Commissioned for the Canadian pavilion at Expo 86, the world’s largest hockey stick is forty times the size of normal hockey lumber. If Godzilla ever wades out of the Pacific, we can cross-check him right in his stupid face. Aw man! Two minutes for roughing? That’s a garbage call, ref.

Built in sections from Douglas Fir, the stick took three flatbed trucks and a barge to ship it over to Duncan. It now sits at the Cowichan Community Centre, complete with an enormous puck.

Wawa, Ontario – Giant Canada Goose

Oh, sorry. Just imagining the carnage if this thing actually came to life and began wreaking havoc. It’d destroy every golf course in a two hundred kilometre radius.

Eight and a half metres worth of furious cobra-chicken, the giant goose of Wawa exists because of the best traditions of the roadside attraction. The original one was built by local businessfolk concerned that the new highway was bypassing town. Now one of the most photographed stopovers in Canada, it’s a draw that still does the trick.

Sniff. It’s just. So Beautiful.

Sorry, Irish genes kicking in there a bit. Still, should you find yourself over in the land of Anne of Green Gables, hie yourself to the O’Leary Potato Museum to get a gander at a truly superlative spud. It’s just a really big potato, but it looks delicious.

Sadly, there are other, larger lobsters elsewhere in the world. Still, Shediac is famous for delicious actual lobsters, so this 90-ton steel and concrete crustacean is still worth a visit.
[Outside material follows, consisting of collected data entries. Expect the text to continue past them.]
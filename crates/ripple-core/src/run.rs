//! One simulation run: start, step, stop.
//!
//! A run is bound to a single graph revision. When the graph is rebuilt the
//! driver stops the run and starts a new one; a stopped run cannot resume.

use std::collections::BTreeSet;
use std::sync::Arc;

use chrono::{DateTime, Utc};
use rand::Rng;
use ripple_types::{ActivationState, Graph, Phase, PersonaId, RunId};
use serde::{Deserialize, Serialize};

use crate::diffusion::DiffusionSimulator;
use crate::tracker::{ActivationReport, ActivationTracker};

/// Outcome of a single step.
#[derive(Debug, Clone, PartialEq, Serialize, Deserialize)]
pub struct TickSummary {
    /// Run the tick belongs to.
    pub run_id: RunId,
    /// 1-based tick number within the run.
    pub tick: u64,
    /// Phase after the step.
    pub phase: Phase,
    /// Active nodes after the step.
    pub active_count: usize,
    /// Nodes in the graph.
    pub node_count: usize,
    /// Nodes activated by this step.
    pub newly_active: usize,
    /// Nodes blinking after the step.
    pub blinking_count: usize,
    /// Active fraction after the step.
    pub fraction: f64,
    /// Whether every node is now active.
    pub saturated: bool,
}

/// Why a run ended.
#[derive(Debug, Clone, Copy, PartialEq, Eq, Serialize, Deserialize)]
#[serde(rename_all = "snake_case")]
pub enum RunEndReason {
    /// Every node became active.
    Saturated,
    /// The per-run tick limit was reached.
    MaxTicksReached,
    /// An operator stopped the run.
    OperatorStop,
    /// A new run was started in its place.
    Restarted,
    /// The graph was rebuilt under it.
    GraphChanged,
    /// The runner shut down.
    Shutdown,
}

/// Final report of a stopped run.
#[derive(Debug, Clone, PartialEq, Serialize, Deserialize)]
pub struct RunReport {
    /// Run identifier.
    pub run_id: RunId,
    /// Graph revision the run was bound to.
    pub graph_revision: u64,
    /// Why the run ended.
    pub end_reason: RunEndReason,
    /// Wall-clock start.
    pub started_at: DateTime<Utc>,
    /// Wall-clock end.
    pub ended_at: DateTime<Utc>,
    /// Steps executed.
    pub ticks: u64,
    /// Phase of the final state.
    pub final_phase: Phase,
    /// Active nodes at the end.
    pub active_count: usize,
    /// Nodes in the graph.
    pub node_count: usize,
    /// Whether every node was active at the end.
    pub saturated: bool,
    /// Adoption statistics.
    pub activation: ActivationReport,
}

/// A live run over one graph revision.
#[derive(Debug)]
pub struct SimulationRun {
    run_id: RunId,
    graph: Arc<Graph>,
    graph_revision: u64,
    simulator: DiffusionSimulator,
    state: ActivationState,
    tracker: ActivationTracker,
    tick: u64,
    started_at: DateTime<Utc>,
}

impl SimulationRun {
    /// Start a run with an empty activation state.
    pub fn start(graph: Arc<Graph>, graph_revision: u64, simulator: DiffusionSimulator) -> Self {
        let tracker = ActivationTracker::new(&graph);
        Self {
            run_id: RunId::new(),
            graph,
            graph_revision,
            simulator,
            state: ActivationState::new(),
            tracker,
            tick: 0,
            started_at: Utc::now(),
        }
    }

    /// Advance one step and summarise it.
    pub fn step(&mut self, rng: &mut impl Rng) -> TickSummary {
        let next = self.simulator.step(&self.graph, &self.state, rng);
        self.tick = self.tick.saturating_add(1);

        let newly: BTreeSet<&PersonaId> = next.active_ids.difference(&self.state.active_ids).collect();
        let newly_active = newly.len();
        self.tracker.record(self.tick, newly);
        self.state = next;

        TickSummary {
            run_id: self.run_id,
            tick: self.tick,
            phase: self.state.phase,
            active_count: self.active_count(),
            node_count: self.graph.node_count(),
            newly_active,
            blinking_count: self.state.blinking_ids.len(),
            fraction: DiffusionSimulator::fraction(&self.graph, &self.state),
            saturated: self.is_saturated(),
        }
    }

    /// Stop the run and produce its report.
    pub fn stop(self, end_reason: RunEndReason) -> RunReport {
        let active_count = self.active_count();
        let saturated = self.is_saturated();
        RunReport {
            run_id: self.run_id,
            graph_revision: self.graph_revision,
            end_reason,
            started_at: self.started_at,
            ended_at: Utc::now(),
            ticks: self.tick,
            final_phase: self.state.phase,
            active_count,
            node_count: self.graph.node_count(),
            saturated,
            activation: self.tracker.report(),
        }
    }

    /// Run identifier.
    pub const fn run_id(&self) -> RunId {
        self.run_id
    }

    /// Steps executed so far.
    pub const fn tick(&self) -> u64 {
        self.tick
    }

    /// Graph revision the run is bound to.
    pub const fn graph_revision(&self) -> u64 {
        self.graph_revision
    }

    /// The graph the run steps over.
    pub fn graph(&self) -> &Graph {
        &self.graph
    }

    /// Current activation state.
    pub const fn state(&self) -> &ActivationState {
        &self.state
    }

    /// Active nodes of the run's graph.
    pub fn active_count(&self) -> usize {
        self.graph
            .nodes
            .iter()
            .filter(|n| self.state.is_active(n.id.as_str()))
            .count()
    }

    /// Whether every node is active. An empty graph is never saturated.
    pub fn is_saturated(&self) -> bool {
        !self.graph.is_empty() && self.active_count() == self.graph.node_count()
    }
}
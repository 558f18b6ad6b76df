//! Observer server startup helper for embedding in the engine.
//!
//! [`spawn_observer`] launches the HTTP + `WebSocket` server on a
//! background Tokio task so it runs alongside the tick loop.

use std::sync::Arc;

use tokio::task::JoinHandle;

use crate::server::{ServerConfig, ServerError};
use crate::state::AppState;

/// Errors that can occur when spawning the Observer server.
#[derive(Debug, thiserror::Error)]
pub enum StartupError {
    /// The server failed to bind or start.
    #[error("server start error: {0}")]
    Server(#[from] ServerError),
}

/// Spawn the Observer HTTP server on a background Tokio task.
///
/// The address is validated before the task is spawned so obvious
/// misconfigurations fail at startup. Binding itself happens inside the
/// task; a bind failure there is logged.
///
/// # Errors
///
/// Returns [`StartupError::Server`] if `config` does not describe a valid
/// socket address.
pub fn spawn_observer(
    config: ServerConfig,
    state: Arc<AppState>,
) -> Result<JoinHandle<()>, StartupError> {
    let addr = config.socket_addr()?;

    let handle = tokio::spawn(async move {
        if let Err(e) = crate::server::start_server(&config, state).await {
            tracing::error!(error = %e, "Observer server exited with error");
        }
    });

    tracing::info!(%addr, "Observer server spawned on background task");

    Ok(handle)
}
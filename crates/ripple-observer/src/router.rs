//! Axum router construction for the Observer API.
//!
//! Assembles all routes (REST + `WebSocket` + operator) into a single
//! [`Router`] with CORS enabled for the renderer and request tracing.

use std::sync::Arc;

use axum::Router;
use axum::routing::{get, post};
use tower_http::cors::{Any, CorsLayer};
use tower_http::trace::TraceLayer;

use crate::handlers;
use crate::operator;
use crate::state::AppState;
use crate::ws;

/// Build the complete Axum router for the Observer server.
///
/// The router includes:
/// - `GET /` -- minimal HTML status page
/// - `GET /ws/ticks` -- `WebSocket` tick summary stream
/// - `GET /api/graph` -- nodes and links (`?community=` narrows nodes)
/// - `GET /api/graph/nodes/{id}` -- one node with its neighbours
/// - `GET /api/activation` -- active and blinking ids
/// - `GET /api/communities` -- definitions, counts, active filter
/// - `GET /api/stats` -- connectivity and run statistics
/// - `/api/operator/*` -- runtime control
///
/// CORS allows any origin so a locally served renderer can connect.
pub fn build_router(state: Arc<AppState>) -> Router {
    let cors = CorsLayer::new()
        .allow_origin(Any)
        .allow_methods(Any)
        .allow_headers(Any);

    Router::new()
        // Status page
        .route("/", get(handlers::index))
        // WebSocket
        .route("/ws/ticks", get(ws::ws_ticks))
        // REST API
        .route("/api/graph", get(handlers::get_graph))
        .route("/api/graph/nodes/{id}", get(handlers::get_node))
        .route("/api/activation", get(handlers::get_activation))
        .route("/api/communities", get(handlers::list_communities))
        .route("/api/stats", get(handlers::get_stats))
        // Operator API
        .route("/api/operator/status", get(operator::status))
        .route("/api/operator/start", post(operator::start_run))
        .route("/api/operator/stop", post(operator::stop_run))
        .route("/api/operator/pause", post(operator::pause))
        .route("/api/operator/resume", post(operator::resume))
        .route("/api/operator/speed", post(operator::set_speed))
        .route("/api/operator/filter", post(operator::set_filter))
        .route(
            "/api/operator/communities/{id}/toggle",
            post(operator::toggle_community),
        )
        .route("/api/operator/regenerate", post(operator::regenerate))
        .route("/api/operator/shutdown", post(operator::shutdown))
        .layer(cors)
        .layer(TraceLayer::new_for_http())
        .with_state(state)
}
It is also noteworthy as the work of Danish-Canadian artist Winston Bronnum who created a number of huge animal sculptures across Canada. His slightly creepy abandoned theme park, Animaland, is about an hour away by car.

Far from being merely an interesting roadside stop, the Kipling paperclip commemorates a memorable exchange. In a series of trades, Montreal resident Kyle MacDonald worked his way up from a single paperclip to a house in this small town, an hour and a half east of Regina.
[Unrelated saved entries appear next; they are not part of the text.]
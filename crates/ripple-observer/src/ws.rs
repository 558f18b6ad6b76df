//! `WebSocket` handler for real-time tick streaming.
//!
//! Clients connect to `GET /ws/ticks` and receive a JSON-encoded
//! [`TickBroadcast`] each time the runner completes a tick. Lagging
//! clients skip ahead to the newest tick.

use std::ops::ControlFlow;
use std::sync::Arc;

use axum::extract::ws::{Message, WebSocket};
use axum::extract::{State, WebSocketUpgrade};
use axum::response::IntoResponse;
use tokio::sync::broadcast::error::RecvError;
use tracing::{debug, warn};

use crate::state::{AppState, TickBroadcast};

/// Upgrade an HTTP request to a `WebSocket` connection and begin
/// streaming tick summaries.
///
/// # Route
///
/// `GET /ws/ticks`
pub async fn ws_ticks(
    ws: WebSocketUpgrade,
    State(state): State<Arc<AppState>>,
) -> impl IntoResponse {
    ws.on_upgrade(|socket| handle_ws(socket, state))
}

/// Forward broadcasts to one client until either side goes away.
async fn handle_ws(mut socket: WebSocket, state: Arc<AppState>) {
    let mut rx = state.subscribe();
    debug!(clients = state.tx.receiver_count(), "WebSocket client connected");

    loop {
        let flow = tokio::select! {
            result = rx.recv() => forward_tick(&mut socket, result).await,
            frame = socket.recv() => client_frame(&mut socket, frame).await,
        };
        if flow.is_break() {
            debug!("WebSocket session closed");
            return;
        }
    }
}

/// Push one broadcast result to the client.
async fn forward_tick(
    socket: &mut WebSocket,
    result: Result<TickBroadcast, RecvError>,
) -> ControlFlow<()> {
    match result {
        Ok(tick) => {
            let json = match serde_json::to_string(&tick) {
                Ok(j) => j,
                Err(e) => {
                    warn!(error = %e, tick = tick.tick, "Failed to serialize tick broadcast");
                    return ControlFlow::Continue(());
                }
            };
            if socket.send(Message::Text(json.into())).await.is_err() {
                return ControlFlow::Break(());
            }
            ControlFlow::Continue(())
        }
        Err(RecvError::Lagged(skipped)) => {
            debug!(skipped, "WebSocket client lagged, skipping ahead");
            ControlFlow::Continue(())
        }
        Err(RecvError::Closed) => ControlFlow::Break(()),
    }
}

/// React to a frame sent by the client. Text and binary frames are ignored.
async fn client_frame(
    socket: &mut WebSocket,
    frame: Option<Result<Message, axum::Error>>,
) -> ControlFlow<()> {
    match frame {
        None | Some(Ok(Message::Close(_))) => ControlFlow::Break(()),
        Some(Err(e)) => {
            debug!(error = %e, "WebSocket receive error");
            ControlFlow::Break(())
        }
        Some(Ok(Message::Ping(data))) => {
            if socket.send(Message::Pong(data)).await.is_err() {
                ControlFlow::Break(())
            } else {
                ControlFlow::Continue(())
            }
        }
        Some(Ok(_)) => ControlFlow::Continue(()),
    }
}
Kipling council built this 1,400-kg red paperclip to mark MacDonald’s unusual swapsmanship, which received an official Guinness world record as a result. And Volkswagen once filmed a Spanish commercial for the Polo here.

Finally, the largest beaver in the world, fittingly located in the town of Beaverlodge in Alberta. It should be noted that, though not nearby, the world’s largest beaver dam is also in Alberta, a huge structure nearly a kilometre across that’s visible from space.

The Beaverlodge beaver is not quite so big, just 5.5 metres long and perched on a polyurethane log. But it is the world’s largest beaver, and these things matter. I’m not sure why, but they do.

Seek out something really large in your home province. Drive there and look at it. Maybe snap a few photos? It’s a Canadian tradition.